=== YOUR TASK ===
Which lines in the data contain the word "AppState"? Please copy each of them.

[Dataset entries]
_ _ _

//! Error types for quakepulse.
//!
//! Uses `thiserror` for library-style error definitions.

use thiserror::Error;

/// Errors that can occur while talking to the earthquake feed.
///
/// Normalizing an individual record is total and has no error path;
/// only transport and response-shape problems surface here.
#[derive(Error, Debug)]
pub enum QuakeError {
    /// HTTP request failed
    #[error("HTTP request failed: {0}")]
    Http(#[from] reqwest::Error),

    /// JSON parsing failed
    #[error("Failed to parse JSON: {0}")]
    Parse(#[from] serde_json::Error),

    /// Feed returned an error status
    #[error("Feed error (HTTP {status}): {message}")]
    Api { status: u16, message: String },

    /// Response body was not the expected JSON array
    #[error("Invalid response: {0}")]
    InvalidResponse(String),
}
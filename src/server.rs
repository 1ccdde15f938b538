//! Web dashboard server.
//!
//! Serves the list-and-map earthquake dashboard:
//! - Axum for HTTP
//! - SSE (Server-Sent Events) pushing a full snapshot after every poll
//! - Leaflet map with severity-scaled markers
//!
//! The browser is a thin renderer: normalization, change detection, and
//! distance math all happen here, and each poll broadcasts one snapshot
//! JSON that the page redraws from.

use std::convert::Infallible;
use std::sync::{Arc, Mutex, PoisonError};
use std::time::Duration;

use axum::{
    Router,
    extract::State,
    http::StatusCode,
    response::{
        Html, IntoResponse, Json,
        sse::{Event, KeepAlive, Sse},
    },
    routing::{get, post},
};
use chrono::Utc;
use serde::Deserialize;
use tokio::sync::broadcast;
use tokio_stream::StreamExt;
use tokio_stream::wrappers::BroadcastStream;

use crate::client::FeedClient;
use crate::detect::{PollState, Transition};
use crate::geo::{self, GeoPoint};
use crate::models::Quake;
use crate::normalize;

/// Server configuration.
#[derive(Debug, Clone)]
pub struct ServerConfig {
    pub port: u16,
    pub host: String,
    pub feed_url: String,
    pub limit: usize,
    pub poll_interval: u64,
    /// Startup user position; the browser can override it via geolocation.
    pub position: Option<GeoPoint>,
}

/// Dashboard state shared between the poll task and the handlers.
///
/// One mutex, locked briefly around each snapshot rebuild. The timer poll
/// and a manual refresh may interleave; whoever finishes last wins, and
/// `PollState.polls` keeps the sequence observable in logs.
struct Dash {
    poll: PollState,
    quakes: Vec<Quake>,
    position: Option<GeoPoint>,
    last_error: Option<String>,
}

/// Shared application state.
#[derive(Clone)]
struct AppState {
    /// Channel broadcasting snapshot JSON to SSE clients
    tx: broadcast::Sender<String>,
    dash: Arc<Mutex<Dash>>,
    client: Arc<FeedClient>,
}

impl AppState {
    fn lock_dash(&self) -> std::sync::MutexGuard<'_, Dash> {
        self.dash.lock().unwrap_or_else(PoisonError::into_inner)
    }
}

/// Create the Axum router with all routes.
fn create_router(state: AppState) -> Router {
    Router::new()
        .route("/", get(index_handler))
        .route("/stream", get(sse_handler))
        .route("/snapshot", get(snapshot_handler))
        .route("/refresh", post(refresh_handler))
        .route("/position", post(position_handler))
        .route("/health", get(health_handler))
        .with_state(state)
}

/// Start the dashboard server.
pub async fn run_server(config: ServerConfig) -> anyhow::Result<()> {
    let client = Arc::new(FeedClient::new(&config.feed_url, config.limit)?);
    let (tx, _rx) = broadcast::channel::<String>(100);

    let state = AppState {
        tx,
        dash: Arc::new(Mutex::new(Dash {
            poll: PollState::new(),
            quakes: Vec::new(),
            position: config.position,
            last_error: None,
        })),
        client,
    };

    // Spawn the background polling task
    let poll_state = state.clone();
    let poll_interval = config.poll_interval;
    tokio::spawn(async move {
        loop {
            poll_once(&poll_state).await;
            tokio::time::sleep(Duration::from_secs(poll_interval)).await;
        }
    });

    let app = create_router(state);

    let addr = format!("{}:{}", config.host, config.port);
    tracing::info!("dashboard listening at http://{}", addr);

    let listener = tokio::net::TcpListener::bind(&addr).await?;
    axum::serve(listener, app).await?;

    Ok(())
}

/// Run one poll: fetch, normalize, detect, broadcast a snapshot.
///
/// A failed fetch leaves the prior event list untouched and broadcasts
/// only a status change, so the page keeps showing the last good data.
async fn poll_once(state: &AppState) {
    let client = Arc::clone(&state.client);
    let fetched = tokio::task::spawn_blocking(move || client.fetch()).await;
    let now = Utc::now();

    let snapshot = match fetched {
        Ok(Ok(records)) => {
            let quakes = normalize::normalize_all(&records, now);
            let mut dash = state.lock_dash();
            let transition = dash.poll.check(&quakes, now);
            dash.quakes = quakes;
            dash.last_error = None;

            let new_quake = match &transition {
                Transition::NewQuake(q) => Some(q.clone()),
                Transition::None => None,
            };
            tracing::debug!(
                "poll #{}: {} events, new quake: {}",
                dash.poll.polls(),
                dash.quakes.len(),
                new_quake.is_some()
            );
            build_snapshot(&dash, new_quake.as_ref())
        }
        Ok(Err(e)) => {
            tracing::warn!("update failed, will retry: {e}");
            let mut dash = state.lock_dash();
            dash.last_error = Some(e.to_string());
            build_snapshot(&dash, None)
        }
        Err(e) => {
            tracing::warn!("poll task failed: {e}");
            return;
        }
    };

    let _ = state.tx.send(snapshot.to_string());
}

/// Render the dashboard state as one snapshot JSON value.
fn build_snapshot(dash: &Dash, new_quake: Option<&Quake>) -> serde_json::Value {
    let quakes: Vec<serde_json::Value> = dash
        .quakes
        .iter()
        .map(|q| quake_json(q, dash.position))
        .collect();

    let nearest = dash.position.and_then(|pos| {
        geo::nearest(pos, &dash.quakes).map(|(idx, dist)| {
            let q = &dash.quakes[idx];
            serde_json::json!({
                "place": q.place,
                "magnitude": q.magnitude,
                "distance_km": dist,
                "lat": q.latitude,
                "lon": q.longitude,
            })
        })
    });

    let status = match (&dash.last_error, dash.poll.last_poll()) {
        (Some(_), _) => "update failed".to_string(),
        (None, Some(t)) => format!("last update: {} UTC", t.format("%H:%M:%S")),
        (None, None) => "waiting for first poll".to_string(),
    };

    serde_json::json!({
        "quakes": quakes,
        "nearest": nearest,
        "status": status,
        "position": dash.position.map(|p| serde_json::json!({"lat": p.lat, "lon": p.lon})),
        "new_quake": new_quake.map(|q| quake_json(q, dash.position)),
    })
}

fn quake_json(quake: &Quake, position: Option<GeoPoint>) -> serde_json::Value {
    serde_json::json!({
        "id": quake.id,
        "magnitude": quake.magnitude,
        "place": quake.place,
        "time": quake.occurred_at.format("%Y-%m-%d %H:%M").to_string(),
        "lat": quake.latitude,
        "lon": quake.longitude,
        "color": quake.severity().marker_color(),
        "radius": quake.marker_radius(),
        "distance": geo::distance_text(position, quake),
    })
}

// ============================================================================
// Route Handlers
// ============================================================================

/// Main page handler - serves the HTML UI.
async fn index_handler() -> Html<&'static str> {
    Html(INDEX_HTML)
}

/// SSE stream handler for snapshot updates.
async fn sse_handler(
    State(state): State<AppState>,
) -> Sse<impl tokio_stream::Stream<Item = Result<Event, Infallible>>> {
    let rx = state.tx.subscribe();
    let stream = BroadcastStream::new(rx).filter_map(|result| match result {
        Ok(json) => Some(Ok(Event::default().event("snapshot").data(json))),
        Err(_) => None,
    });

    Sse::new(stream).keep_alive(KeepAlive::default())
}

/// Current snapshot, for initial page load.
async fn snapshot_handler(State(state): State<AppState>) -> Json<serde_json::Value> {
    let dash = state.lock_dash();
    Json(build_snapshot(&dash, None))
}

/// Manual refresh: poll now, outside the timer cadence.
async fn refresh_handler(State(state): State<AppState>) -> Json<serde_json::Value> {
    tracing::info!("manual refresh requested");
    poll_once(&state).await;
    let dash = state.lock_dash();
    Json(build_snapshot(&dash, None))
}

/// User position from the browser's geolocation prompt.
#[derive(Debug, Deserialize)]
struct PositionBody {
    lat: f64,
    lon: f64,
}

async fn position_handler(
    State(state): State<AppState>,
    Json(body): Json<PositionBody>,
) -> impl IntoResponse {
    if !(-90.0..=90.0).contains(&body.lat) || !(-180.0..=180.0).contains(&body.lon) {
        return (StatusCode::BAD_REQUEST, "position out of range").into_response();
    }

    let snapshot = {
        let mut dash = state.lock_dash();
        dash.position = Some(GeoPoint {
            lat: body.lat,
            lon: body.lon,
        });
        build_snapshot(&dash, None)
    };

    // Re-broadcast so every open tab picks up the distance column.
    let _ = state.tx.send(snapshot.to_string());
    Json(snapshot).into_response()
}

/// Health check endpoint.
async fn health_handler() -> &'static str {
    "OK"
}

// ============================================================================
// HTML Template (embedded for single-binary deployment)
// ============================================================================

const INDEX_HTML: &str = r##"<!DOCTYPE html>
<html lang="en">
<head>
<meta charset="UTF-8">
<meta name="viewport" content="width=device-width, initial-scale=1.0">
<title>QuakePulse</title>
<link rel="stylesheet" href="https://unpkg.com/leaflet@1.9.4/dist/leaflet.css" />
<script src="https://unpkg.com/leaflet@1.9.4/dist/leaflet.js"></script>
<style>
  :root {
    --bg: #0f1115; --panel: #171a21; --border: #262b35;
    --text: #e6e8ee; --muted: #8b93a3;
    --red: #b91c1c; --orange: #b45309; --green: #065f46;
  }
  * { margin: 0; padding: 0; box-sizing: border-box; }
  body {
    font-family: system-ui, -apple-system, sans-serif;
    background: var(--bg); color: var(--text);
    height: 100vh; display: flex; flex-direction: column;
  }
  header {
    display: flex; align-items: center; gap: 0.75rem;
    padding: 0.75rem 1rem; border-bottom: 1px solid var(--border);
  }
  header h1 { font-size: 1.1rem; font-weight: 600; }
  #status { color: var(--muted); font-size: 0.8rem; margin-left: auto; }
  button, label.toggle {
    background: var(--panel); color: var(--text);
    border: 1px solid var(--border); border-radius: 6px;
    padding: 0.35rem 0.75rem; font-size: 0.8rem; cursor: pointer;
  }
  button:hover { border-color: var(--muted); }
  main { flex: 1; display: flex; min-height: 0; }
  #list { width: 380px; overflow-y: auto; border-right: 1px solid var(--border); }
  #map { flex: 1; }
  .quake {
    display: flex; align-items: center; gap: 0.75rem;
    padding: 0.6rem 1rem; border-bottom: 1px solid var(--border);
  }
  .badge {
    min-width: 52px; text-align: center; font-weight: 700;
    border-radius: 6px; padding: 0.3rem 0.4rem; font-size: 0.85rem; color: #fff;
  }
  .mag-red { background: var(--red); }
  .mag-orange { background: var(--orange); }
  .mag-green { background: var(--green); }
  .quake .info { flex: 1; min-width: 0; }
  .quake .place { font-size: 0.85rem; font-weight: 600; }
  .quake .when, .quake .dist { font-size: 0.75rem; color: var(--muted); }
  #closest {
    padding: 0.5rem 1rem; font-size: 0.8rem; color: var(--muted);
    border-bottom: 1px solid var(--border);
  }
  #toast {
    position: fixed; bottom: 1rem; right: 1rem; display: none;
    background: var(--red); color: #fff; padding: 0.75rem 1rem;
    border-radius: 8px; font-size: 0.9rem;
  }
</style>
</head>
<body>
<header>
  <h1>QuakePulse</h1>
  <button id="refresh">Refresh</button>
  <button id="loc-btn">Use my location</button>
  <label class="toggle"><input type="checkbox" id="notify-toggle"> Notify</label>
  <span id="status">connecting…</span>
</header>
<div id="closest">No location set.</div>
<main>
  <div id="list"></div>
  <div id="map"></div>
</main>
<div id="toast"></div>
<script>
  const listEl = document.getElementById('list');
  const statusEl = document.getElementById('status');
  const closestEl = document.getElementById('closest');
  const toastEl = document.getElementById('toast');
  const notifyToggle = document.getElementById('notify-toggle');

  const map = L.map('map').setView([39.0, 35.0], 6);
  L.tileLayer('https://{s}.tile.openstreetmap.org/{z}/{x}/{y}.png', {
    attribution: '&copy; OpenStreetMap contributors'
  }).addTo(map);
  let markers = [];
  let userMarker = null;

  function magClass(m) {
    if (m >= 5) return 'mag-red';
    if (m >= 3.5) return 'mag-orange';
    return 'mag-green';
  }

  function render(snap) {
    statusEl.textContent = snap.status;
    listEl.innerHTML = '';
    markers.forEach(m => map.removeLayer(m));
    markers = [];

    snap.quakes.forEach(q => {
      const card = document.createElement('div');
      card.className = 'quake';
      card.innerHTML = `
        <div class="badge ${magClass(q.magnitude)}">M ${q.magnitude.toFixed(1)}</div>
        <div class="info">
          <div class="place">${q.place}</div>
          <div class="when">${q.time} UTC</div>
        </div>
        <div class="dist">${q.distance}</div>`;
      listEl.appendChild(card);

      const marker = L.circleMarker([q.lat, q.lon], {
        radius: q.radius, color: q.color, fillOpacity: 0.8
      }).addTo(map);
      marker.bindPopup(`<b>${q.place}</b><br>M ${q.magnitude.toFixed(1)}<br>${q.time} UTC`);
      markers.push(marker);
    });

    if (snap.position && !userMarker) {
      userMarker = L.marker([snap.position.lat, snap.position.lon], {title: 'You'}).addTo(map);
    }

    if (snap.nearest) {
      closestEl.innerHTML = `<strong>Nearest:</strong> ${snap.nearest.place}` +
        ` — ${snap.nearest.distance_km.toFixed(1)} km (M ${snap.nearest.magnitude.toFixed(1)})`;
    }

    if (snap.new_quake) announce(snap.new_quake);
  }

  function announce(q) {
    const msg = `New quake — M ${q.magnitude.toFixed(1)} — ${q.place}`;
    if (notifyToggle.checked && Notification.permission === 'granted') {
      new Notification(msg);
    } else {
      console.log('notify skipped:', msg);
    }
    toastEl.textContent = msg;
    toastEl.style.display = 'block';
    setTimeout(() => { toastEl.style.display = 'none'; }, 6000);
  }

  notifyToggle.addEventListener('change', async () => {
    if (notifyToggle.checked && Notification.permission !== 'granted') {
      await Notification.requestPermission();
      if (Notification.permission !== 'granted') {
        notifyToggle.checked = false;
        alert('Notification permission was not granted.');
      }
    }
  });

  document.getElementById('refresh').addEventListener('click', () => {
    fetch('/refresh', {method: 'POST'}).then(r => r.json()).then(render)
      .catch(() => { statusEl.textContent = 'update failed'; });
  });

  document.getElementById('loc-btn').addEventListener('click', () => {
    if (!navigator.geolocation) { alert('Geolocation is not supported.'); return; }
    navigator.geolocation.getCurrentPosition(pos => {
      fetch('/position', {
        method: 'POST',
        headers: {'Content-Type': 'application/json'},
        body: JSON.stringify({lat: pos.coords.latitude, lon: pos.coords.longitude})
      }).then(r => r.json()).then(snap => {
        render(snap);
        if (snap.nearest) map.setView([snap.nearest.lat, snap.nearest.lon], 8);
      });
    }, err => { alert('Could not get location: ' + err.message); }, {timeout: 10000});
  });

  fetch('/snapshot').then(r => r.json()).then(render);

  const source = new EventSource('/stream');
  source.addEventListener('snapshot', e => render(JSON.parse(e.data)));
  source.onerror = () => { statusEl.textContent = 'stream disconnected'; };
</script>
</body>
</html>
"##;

_ _ _

=== ANSWER TO THE PROBLEM ===
struct AppState {
impl AppState {
fn create_router(state: AppState) -> Router {
    let state = AppState {
async fn poll_once(state: &AppState) {
    State(state): State<AppState>,
async fn snapshot_handler(State(state): State<AppState>) -> Json<serde_json::Value> {
async fn refresh_handler(State(state): State<AppState>) -> Json<serde_json::Value> {
    State(state): State<AppState>,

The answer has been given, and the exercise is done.